Problem to solve — Retrieve every line from the records in which the word "AppEnvironment" occurs.

Saved entries:
════════════════

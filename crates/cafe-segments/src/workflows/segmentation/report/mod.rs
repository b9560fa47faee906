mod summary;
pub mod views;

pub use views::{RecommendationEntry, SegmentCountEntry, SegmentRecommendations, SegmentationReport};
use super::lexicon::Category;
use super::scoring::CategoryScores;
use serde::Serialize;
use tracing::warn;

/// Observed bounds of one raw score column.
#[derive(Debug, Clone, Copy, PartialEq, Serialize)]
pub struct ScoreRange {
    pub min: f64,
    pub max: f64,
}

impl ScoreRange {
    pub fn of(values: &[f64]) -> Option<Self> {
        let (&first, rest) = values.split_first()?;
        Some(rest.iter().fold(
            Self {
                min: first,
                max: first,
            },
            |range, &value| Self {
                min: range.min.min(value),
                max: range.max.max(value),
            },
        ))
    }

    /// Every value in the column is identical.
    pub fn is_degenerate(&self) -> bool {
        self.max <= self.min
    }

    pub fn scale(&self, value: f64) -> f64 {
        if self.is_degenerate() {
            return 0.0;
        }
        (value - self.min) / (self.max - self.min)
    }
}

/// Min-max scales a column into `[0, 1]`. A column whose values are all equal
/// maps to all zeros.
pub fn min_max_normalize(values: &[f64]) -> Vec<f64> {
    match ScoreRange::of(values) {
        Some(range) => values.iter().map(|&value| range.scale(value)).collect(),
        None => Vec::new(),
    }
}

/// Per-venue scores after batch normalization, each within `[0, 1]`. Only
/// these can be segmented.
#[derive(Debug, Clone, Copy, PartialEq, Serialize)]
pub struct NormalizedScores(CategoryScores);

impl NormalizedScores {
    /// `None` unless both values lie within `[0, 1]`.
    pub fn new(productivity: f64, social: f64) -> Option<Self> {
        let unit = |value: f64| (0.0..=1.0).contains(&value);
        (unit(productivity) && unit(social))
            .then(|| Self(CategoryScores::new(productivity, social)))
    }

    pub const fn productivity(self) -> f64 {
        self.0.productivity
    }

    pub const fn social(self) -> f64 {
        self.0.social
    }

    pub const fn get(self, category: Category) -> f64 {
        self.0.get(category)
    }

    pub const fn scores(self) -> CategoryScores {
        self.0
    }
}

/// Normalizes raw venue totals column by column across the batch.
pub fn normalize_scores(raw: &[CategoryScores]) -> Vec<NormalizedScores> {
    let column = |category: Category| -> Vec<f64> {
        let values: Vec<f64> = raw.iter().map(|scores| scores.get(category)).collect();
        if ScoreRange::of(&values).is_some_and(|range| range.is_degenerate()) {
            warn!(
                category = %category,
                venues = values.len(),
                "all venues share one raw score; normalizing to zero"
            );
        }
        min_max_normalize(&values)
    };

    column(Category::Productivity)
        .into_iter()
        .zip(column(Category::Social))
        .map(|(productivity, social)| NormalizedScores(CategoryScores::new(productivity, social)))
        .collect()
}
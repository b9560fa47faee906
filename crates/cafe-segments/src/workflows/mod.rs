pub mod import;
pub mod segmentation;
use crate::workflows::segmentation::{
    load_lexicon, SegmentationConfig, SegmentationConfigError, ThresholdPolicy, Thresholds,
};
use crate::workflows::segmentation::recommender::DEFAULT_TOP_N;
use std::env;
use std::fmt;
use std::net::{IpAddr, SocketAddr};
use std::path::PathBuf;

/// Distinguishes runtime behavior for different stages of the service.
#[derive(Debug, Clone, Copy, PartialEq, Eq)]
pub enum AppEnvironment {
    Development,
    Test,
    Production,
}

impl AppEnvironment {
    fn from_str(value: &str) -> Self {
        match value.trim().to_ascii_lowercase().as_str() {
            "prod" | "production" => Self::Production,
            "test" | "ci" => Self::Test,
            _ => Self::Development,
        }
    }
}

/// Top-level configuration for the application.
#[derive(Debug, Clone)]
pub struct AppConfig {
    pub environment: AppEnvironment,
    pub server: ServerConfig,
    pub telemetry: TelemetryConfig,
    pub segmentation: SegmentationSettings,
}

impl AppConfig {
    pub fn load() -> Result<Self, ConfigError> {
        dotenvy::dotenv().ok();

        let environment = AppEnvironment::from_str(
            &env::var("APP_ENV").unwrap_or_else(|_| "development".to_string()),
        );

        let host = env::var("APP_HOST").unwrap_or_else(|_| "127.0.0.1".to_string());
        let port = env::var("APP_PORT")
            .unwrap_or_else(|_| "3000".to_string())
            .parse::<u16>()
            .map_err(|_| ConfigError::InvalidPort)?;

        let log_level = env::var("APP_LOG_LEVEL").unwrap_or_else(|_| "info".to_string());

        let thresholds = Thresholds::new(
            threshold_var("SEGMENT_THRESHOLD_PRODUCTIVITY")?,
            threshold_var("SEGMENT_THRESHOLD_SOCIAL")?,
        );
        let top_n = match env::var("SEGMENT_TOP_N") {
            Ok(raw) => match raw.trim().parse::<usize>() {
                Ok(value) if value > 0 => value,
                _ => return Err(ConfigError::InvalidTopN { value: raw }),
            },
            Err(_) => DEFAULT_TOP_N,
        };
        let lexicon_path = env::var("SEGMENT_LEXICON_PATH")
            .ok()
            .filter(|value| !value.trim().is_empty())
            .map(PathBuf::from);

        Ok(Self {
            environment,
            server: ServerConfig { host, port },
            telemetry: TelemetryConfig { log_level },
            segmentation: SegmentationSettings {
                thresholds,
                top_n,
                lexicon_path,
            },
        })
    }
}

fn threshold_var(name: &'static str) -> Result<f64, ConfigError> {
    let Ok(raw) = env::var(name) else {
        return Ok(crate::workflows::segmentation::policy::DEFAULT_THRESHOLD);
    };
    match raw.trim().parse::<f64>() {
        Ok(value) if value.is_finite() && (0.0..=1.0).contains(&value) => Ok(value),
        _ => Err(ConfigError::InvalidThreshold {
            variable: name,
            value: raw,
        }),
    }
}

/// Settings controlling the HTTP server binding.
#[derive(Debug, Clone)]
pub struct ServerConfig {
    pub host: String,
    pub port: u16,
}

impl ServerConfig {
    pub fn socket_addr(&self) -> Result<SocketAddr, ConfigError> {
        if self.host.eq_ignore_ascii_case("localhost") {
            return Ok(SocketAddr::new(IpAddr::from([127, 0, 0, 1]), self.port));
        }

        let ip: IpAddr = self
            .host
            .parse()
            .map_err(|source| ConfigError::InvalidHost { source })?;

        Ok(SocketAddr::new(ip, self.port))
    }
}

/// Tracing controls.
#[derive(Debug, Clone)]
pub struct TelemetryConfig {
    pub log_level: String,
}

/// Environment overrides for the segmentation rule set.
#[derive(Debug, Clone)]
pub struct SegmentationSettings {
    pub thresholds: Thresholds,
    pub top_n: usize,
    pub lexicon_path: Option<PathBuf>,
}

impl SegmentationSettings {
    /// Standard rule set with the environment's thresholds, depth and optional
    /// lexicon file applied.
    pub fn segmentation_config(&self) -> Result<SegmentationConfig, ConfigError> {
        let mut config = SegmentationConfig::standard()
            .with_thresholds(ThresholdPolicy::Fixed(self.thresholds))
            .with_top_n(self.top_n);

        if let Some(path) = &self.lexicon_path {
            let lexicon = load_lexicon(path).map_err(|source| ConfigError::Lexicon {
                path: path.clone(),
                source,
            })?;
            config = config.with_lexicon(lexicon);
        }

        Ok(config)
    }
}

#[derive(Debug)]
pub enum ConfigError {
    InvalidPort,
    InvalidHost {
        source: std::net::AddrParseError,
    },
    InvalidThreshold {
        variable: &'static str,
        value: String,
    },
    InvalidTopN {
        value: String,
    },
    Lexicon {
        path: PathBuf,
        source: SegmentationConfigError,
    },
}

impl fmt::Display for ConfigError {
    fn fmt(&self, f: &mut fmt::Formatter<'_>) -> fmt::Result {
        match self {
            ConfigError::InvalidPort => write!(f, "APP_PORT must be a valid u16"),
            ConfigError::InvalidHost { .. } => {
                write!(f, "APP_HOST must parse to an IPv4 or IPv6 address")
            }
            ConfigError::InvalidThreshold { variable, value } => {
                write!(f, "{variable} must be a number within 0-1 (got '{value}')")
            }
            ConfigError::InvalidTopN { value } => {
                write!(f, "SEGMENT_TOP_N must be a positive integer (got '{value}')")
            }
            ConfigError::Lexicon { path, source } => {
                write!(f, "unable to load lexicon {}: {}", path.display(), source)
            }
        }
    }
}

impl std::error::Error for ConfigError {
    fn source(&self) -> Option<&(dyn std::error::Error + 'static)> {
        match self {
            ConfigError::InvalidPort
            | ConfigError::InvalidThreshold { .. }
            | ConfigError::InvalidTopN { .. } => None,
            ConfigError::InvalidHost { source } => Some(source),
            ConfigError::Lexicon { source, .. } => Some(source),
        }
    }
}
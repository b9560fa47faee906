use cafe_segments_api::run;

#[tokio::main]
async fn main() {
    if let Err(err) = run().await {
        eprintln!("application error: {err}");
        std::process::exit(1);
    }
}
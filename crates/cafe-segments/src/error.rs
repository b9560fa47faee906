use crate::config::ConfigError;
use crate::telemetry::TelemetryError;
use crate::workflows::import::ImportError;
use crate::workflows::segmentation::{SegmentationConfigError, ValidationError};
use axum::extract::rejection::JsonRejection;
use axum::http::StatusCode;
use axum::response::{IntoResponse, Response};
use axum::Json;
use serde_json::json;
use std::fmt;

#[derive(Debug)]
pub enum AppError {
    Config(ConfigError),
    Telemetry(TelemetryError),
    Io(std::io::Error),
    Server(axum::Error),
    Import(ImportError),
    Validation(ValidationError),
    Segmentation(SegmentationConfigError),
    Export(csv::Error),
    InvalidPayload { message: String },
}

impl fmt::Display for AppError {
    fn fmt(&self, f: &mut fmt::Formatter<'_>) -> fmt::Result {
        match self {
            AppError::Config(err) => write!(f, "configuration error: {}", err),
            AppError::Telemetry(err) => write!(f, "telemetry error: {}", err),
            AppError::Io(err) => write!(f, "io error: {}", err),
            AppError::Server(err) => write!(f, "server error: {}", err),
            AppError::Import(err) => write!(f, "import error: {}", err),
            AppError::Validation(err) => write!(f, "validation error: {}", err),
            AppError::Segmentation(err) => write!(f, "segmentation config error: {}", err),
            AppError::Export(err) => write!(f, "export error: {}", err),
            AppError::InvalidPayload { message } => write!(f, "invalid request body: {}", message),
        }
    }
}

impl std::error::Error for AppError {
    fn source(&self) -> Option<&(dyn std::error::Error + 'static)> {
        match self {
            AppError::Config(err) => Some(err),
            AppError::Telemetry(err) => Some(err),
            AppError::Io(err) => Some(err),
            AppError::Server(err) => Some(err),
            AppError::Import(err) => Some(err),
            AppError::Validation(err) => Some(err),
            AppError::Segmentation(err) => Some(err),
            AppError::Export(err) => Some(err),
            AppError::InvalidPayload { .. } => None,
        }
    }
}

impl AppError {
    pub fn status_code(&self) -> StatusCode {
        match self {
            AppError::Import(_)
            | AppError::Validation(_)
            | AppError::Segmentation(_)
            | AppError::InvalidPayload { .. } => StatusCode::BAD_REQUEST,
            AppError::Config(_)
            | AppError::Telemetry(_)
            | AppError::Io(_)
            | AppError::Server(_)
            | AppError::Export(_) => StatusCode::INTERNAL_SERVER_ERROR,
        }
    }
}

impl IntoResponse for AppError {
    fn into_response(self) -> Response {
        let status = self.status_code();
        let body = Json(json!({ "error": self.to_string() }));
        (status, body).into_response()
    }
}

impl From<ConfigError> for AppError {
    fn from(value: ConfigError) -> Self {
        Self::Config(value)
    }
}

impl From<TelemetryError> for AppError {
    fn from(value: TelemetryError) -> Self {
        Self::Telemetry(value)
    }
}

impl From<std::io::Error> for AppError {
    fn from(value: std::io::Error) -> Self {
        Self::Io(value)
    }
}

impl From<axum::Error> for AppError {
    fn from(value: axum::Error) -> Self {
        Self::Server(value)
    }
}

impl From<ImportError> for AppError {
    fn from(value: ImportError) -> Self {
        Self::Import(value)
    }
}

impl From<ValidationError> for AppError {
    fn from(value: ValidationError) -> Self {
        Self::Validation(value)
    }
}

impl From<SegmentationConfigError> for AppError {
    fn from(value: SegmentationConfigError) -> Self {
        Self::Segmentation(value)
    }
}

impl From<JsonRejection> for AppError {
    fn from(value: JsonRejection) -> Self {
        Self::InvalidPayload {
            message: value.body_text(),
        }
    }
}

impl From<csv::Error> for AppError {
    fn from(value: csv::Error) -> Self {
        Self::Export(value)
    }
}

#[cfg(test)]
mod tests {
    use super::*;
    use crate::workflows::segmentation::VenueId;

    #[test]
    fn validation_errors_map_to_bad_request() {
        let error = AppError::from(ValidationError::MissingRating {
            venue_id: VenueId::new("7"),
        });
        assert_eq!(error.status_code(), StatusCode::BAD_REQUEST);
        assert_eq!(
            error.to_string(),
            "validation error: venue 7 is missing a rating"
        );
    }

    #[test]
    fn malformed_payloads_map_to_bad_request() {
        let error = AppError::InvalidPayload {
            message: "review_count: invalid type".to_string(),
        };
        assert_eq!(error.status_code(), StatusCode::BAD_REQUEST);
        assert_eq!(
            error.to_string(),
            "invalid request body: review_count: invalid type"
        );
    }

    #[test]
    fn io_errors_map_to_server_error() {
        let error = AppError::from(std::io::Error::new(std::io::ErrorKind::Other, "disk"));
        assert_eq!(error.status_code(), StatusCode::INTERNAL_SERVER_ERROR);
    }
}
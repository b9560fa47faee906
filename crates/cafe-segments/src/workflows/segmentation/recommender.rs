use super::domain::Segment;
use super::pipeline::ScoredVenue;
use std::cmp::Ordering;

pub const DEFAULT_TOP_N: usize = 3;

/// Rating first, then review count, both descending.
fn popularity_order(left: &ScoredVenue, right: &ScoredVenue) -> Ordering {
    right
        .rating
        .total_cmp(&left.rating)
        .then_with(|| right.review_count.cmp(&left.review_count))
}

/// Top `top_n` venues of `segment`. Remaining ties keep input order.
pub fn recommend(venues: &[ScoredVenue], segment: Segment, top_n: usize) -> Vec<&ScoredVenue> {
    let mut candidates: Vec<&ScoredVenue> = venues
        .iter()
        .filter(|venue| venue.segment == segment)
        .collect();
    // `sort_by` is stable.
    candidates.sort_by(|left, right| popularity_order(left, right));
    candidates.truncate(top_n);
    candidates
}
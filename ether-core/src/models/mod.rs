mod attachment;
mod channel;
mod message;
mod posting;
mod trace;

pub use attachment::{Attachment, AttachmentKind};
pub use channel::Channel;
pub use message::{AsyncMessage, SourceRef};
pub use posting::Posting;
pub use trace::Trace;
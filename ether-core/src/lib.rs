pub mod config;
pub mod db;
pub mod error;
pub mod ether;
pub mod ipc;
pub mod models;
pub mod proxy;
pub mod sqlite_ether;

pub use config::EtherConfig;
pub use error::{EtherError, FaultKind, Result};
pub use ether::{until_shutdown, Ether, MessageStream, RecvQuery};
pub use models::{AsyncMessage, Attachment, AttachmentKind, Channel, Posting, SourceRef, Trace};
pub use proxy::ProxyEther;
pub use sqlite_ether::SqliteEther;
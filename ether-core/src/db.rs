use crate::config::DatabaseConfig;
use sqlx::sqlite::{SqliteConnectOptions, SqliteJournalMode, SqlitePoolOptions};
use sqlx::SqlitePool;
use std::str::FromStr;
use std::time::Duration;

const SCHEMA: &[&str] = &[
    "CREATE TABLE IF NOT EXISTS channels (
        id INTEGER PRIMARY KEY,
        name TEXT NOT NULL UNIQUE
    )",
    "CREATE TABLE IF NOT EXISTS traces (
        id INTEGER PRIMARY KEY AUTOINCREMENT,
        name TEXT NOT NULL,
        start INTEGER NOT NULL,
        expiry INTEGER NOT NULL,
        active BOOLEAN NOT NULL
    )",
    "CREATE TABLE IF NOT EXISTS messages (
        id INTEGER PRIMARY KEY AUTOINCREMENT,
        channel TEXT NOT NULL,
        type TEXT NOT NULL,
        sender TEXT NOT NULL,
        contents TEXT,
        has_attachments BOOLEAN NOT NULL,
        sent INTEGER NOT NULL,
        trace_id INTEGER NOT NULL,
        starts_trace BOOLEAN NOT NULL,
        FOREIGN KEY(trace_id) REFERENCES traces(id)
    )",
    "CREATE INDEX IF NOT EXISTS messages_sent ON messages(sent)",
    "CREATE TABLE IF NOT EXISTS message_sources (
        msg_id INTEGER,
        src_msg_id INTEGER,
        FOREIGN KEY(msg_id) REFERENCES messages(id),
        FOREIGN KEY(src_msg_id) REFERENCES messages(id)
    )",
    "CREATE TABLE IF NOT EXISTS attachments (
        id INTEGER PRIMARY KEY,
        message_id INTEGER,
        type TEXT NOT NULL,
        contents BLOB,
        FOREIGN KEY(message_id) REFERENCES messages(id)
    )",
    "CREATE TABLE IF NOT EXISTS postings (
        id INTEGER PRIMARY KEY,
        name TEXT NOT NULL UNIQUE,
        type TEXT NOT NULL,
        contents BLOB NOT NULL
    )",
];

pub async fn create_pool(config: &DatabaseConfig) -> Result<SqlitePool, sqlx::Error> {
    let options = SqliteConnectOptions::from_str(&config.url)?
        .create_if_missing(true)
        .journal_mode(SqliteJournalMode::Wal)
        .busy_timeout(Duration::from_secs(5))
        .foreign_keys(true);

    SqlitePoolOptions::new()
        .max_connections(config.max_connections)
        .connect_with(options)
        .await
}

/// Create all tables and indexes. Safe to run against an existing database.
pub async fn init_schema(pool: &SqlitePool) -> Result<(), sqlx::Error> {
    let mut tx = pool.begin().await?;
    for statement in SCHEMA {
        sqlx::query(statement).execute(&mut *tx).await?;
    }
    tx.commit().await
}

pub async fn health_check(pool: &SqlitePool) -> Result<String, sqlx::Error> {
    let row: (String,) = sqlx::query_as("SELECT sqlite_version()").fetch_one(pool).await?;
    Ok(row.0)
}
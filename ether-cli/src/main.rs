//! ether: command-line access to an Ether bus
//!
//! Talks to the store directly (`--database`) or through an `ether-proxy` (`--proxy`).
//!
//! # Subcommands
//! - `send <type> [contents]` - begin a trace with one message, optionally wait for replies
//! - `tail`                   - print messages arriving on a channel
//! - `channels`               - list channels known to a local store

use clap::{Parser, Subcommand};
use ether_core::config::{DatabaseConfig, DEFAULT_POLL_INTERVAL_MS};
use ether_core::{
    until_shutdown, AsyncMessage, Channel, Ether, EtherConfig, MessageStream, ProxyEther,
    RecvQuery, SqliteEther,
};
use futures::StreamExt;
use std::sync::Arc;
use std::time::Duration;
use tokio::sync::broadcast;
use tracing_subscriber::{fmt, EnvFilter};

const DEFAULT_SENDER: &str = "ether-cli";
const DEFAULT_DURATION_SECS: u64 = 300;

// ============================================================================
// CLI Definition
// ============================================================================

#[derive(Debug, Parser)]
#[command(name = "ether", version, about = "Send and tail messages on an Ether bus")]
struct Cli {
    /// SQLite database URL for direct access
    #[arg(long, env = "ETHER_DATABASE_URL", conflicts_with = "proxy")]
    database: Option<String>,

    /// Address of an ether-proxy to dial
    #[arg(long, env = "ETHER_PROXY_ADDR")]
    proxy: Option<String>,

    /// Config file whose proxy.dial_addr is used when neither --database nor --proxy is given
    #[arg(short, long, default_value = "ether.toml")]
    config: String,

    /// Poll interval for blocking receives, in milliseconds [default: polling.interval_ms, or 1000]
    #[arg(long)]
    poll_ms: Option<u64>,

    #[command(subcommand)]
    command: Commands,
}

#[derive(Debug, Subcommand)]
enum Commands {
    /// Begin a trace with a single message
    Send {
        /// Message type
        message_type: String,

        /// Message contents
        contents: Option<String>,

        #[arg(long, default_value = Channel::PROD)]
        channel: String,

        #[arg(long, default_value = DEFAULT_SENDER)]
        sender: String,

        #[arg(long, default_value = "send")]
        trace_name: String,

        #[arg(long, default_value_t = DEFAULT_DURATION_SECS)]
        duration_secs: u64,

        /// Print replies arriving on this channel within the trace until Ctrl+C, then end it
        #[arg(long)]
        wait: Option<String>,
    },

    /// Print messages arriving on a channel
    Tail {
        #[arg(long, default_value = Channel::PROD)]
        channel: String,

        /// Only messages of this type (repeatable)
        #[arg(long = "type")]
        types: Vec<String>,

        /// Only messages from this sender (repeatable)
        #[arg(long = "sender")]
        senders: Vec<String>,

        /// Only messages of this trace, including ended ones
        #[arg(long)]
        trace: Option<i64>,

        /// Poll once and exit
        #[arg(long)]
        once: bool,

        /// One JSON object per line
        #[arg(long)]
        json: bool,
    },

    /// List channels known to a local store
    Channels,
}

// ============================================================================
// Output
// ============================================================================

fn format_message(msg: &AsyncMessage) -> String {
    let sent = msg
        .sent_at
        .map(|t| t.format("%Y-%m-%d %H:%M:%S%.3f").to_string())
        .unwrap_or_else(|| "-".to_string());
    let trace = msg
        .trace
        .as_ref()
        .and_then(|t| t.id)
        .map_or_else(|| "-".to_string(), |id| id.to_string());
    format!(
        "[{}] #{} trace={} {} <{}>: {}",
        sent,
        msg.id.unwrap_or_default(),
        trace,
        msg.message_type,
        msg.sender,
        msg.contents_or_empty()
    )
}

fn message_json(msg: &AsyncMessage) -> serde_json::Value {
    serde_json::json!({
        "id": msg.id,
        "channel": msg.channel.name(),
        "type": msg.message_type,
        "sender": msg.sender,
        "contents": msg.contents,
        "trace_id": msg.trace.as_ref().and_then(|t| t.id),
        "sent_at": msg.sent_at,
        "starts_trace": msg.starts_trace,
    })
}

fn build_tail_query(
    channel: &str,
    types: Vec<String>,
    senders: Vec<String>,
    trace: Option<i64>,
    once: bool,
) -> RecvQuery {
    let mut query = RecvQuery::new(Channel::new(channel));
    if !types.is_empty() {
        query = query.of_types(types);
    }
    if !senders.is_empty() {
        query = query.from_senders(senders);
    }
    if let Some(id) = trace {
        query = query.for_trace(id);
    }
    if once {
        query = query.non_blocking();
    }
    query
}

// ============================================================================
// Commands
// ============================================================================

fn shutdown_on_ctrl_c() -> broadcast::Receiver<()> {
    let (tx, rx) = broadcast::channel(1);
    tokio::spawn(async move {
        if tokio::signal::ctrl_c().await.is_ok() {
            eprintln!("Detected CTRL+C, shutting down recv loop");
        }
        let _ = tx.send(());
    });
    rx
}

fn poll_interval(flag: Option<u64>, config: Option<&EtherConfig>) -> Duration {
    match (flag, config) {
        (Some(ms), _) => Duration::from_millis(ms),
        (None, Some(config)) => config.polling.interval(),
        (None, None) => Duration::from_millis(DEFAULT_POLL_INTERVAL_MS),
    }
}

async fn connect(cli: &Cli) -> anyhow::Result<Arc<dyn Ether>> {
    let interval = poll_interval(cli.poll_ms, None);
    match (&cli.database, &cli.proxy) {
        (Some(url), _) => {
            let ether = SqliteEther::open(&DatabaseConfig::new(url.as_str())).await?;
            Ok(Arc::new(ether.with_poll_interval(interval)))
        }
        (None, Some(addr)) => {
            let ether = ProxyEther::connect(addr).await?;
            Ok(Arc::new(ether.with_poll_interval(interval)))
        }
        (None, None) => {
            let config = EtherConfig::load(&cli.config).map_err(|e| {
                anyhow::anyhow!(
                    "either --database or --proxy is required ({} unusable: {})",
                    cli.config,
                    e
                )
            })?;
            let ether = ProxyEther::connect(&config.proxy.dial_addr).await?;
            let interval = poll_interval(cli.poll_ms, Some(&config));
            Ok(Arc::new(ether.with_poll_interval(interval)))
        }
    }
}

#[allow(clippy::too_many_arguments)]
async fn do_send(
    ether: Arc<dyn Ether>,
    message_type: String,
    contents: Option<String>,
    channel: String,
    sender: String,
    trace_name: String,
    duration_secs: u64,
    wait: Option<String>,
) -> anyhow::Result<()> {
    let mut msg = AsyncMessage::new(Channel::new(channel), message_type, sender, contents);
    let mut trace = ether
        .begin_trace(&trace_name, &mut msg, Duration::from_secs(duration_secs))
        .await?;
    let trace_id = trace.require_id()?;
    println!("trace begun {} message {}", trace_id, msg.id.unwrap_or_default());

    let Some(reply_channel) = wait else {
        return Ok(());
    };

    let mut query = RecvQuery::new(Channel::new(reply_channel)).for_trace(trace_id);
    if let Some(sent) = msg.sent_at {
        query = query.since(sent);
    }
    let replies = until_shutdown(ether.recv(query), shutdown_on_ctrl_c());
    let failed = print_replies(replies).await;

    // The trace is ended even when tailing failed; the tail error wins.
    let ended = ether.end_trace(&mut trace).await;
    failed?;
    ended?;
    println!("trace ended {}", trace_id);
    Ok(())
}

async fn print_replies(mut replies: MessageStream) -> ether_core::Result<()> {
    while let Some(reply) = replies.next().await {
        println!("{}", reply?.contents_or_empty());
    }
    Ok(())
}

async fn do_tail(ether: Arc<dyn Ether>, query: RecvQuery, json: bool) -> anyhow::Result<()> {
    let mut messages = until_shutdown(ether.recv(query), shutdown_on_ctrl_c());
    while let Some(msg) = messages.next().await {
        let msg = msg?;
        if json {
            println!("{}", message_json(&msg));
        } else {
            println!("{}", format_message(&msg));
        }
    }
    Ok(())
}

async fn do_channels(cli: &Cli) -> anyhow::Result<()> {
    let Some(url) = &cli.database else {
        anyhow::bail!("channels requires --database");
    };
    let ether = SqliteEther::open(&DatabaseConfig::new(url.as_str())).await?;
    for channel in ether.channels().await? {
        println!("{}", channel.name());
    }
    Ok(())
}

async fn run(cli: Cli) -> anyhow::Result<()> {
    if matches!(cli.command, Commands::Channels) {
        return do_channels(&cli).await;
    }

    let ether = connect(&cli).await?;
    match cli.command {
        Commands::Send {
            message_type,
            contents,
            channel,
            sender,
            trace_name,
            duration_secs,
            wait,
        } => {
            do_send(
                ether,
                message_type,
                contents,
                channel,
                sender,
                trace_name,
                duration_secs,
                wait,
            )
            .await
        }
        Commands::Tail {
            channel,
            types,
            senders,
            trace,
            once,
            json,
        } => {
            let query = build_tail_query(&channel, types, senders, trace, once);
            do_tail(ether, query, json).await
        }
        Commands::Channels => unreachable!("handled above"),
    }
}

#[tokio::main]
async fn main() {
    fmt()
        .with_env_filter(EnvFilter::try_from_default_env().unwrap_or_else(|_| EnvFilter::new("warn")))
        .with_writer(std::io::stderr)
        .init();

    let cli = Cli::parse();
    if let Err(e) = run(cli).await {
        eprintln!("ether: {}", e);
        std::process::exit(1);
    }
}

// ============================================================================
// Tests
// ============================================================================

════════════════

Answer area —
pub enum AppEnvironment {
impl AppEnvironment {
    pub environment: AppEnvironment,
        let environment = AppEnvironment::from_str(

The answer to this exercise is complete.